Forest preserve seeking ideas for historic barn near Naperville
A historic farmhouse and barn have stood unused for decades at the intersection of Greene and Hobson roads near Naperville.
Originally, it was understood that the property -- the Greene Farm -- would be used for cultural, educational, historical and recreation purposes. So far, though, it's only been an aesthetic feature for people using the trails at Greene Valley Forest Preserve.
That may be about to change.
The Forest Preserve District of DuPage County, which owns the property, is seeking ideas from the public about ways to use the barn. Residents can share their ideas during an open house from 1 to 3 p.m. Saturday, June 16, at the site.
Commissioner Mary Lou Wehrli and a group of volunteers will be on hand to hear ideas about potential community-led initiatives for the barn.
"The timing seemed right to invite the public for a two-hour window to look inside the barn," Wehrli said Tuesday. "Because nothing will trigger more inspiration than seeing the magnificence of this timber-frame building."
The central portion of the farmhouse was built for William Briggs Greene in 1850, although the exact date of the barn's construction is unknown. Considered the largest barn in DuPage, the L-shaped structure included a corn crib, wagon shed, granary and animal pens.
The forest preserve acquired the farmhouse and barn in the 1970s.
In 2012, the district spent more than $1 million to stabilize the barn, including work to replace the main floor structure and roof.
"That kind of an investment for a feature on the landscape seems a little excessive," Wehrli said.
She said the building is strong, has a unique location and could "provide something that we're not providing as a district right now."
Two years ago, the district spent roughly $26,400 to repair the barn and set aside up to $34,400 a year for maintenance.

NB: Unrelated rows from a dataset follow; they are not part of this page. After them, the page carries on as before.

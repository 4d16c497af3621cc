//! Command implementations for the appinstall CLI

pub mod install;
pub mod list;
pub mod translations;
pub mod uninstall;
pub mod version;
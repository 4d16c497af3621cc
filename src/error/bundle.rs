//! Bundle extraction and descriptor errors

use std::path::Path;

use super::AppError;

/// Creates an extraction error for a bundle
pub fn extraction_failed(bundle: &Path, reason: impl Into<String>) -> AppError {
    AppError::ExtractionFailed {
        bundle: bundle.display().to_string(),
        reason: reason.into(),
    }
}

/// Creates a "no descriptor" error for a bundle
pub fn descriptor_not_found(bundle: &Path) -> AppError {
    AppError::DescriptorNotFound {
        bundle: bundle.display().to_string(),
    }
}

/// Creates a descriptor parse error
pub fn descriptor_parse_failed(path: &Path, reason: impl Into<String>) -> AppError {
    AppError::DescriptorParseFailed {
        path: path.display().to_string(),
        reason: reason.into(),
    }
}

But at the time, officials said it would cost millions to renovate the farmhouse and barn so they could be used by the public. They also said it wouldn't be possible to raise that kind of money without help from an outside group.

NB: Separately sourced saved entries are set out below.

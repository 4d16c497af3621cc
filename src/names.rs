//! Application identifiers
//!
//! A display name such as `Visual Studio Code` maps to the identifier
//! `visual_studio_code`, which keys the registry and names the installed
//! launcher entry and icon.

use std::fmt;

use crate::error::{AppError, Result};

/// Lowercase the name and replace each space with an underscore.
///
/// No other characters are touched, so the mapping is idempotent on its own
/// output. Empty input yields empty output.
pub fn normalize(display_name: &str) -> String {
    display_name.to_lowercase().replace(' ', "_")
}

/// A validated, normalized application identifier
#[derive(Debug, Clone, PartialEq, Eq, Hash, PartialOrd, Ord)]
pub struct AppId(String);

impl AppId {
    /// Normalize a display name into an identifier.
    ///
    /// Rejects names that normalize to nothing or that would escape the
    /// target directories when used as a file basename.
    pub fn from_display_name(name: &str) -> Result<Self> {
        let id = normalize(name);
        let escapes = id == "." || id == ".." || id.contains('/') || id.contains('\0');
        if name.trim().is_empty() || escapes {
            return Err(AppError::InvalidAppName {
                name: name.to_string(),
            });
        }
        Ok(Self(id))
    }

    pub fn as_str(&self) -> &str {
        &self.0
    }
}

impl fmt::Display for AppId {
    fn fmt(&self, f: &mut fmt::Formatter<'_>) -> fmt::Result {
        f.write_str(&self.0)
    }
}

#[cfg(test)]
mod tests {
    use super::*;

    #[test]
    fn test_normalize() {
        assert_eq!(normalize("Visual Studio Code"), "visual_studio_code");
        assert_eq!(normalize("GIMP"), "gimp");
        assert_eq!(normalize("kdenlive-23.08"), "kdenlive-23.08");
        assert_eq!(normalize(""), "");
    }

    #[test]
    fn test_normalize_only_touches_case_and_spaces() {
        assert_eq!(normalize("Foo\tBar.Baz"), "foo\tbar.baz");
        assert_eq!(normalize("a  b"), "a__b");
    }

    #[test]
    fn test_normalize_is_idempotent() {
        for name in ["firefox", "visual_studio_code", "obs_studio-30", ""] {
            assert_eq!(normalize(&normalize(name)), normalize(name));
        }
        let once = normalize("Krita Next");
        assert_eq!(normalize(&once), once);
    }

    #[test]
    fn test_app_id_from_display_name() {
        let id = AppId::from_display_name("Obsidian").unwrap();
        assert_eq!(id.as_str(), "obsidian");
        assert_eq!(id.to_string(), "obsidian");
    }

    #[test]
    fn test_app_id_rejects_empty_name() {
        assert!(matches!(
            AppId::from_display_name(""),
            Err(AppError::InvalidAppName { .. })
        ));
        assert!(matches!(
            AppId::from_display_name("   "),
            Err(AppError::InvalidAppName { .. })
        ));
    }

    #[test]
    fn test_app_id_rejects_path_like_names() {
        assert!(AppId::from_display_name("../evil").is_err());
        assert!(AppId::from_display_name("..").is_err());
        assert!(AppId::from_display_name("a/b").is_err());
    }

    #[test]
    fn test_distinct_names_can_collide() {
        let a = AppId::from_display_name("My App").unwrap();
        let b = AppId::from_display_name("my_app").unwrap();
        assert_eq!(a, b);
    }
}
//! Terminal presentation layer
//!
//! This module handles:
//! - Styled status lines for command results
//! - A spinner shown while a bundle runs its self-extraction
//!
//! Results go to stdout, warnings and errors to stderr.

use std::time::Duration;

use console::style;
use indicatif::{ProgressBar, ProgressDrawTarget, ProgressStyle};

pub fn info(message: &str) {
    println!("{message}");
}

pub fn success(message: &str) {
    println!("{} {message}", style("✓").green().bold());
}

pub fn warn(message: &str) {
    eprintln!("{} {message}", style("!").yellow().bold());
}

pub fn error(message: &str) {
    eprintln!("{} {message}", style("✗").red().bold());
}

/// A dimmed secondary line (e.g. a diagnostic help text)
pub fn hint(message: &str) {
    eprintln!("  {}", style(message).dim());
}

/// Spinner on stderr; invisible when stderr is not a terminal
pub fn spinner(message: &str) -> ProgressBar {
    let pb = ProgressBar::with_draw_target(None, ProgressDrawTarget::stderr());
    if let Ok(spinner_style) = ProgressStyle::with_template("{spinner:.cyan} {msg}") {
        pb.set_style(spinner_style);
    }
    pb.set_message(message.to_string());
    pb.enable_steady_tick(Duration::from_millis(100));
    pb
}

Still, Wehrli wants to know what the public has to say.
"Whatever suggestions come, it's only to capture ideas," she said. "It's also to identify potential partnerships and management opportunities should the barn attract funding."
Forest preserve President Joseph Cantore said in a statement that the barn is a beautiful and historic place. "I am interested to hear from the community about their ideas for the potential use of the barn and how it could complement the mission of the district," he said.
After getting public feedback, Wehrli said a report will be presented to the forest preserve board by October.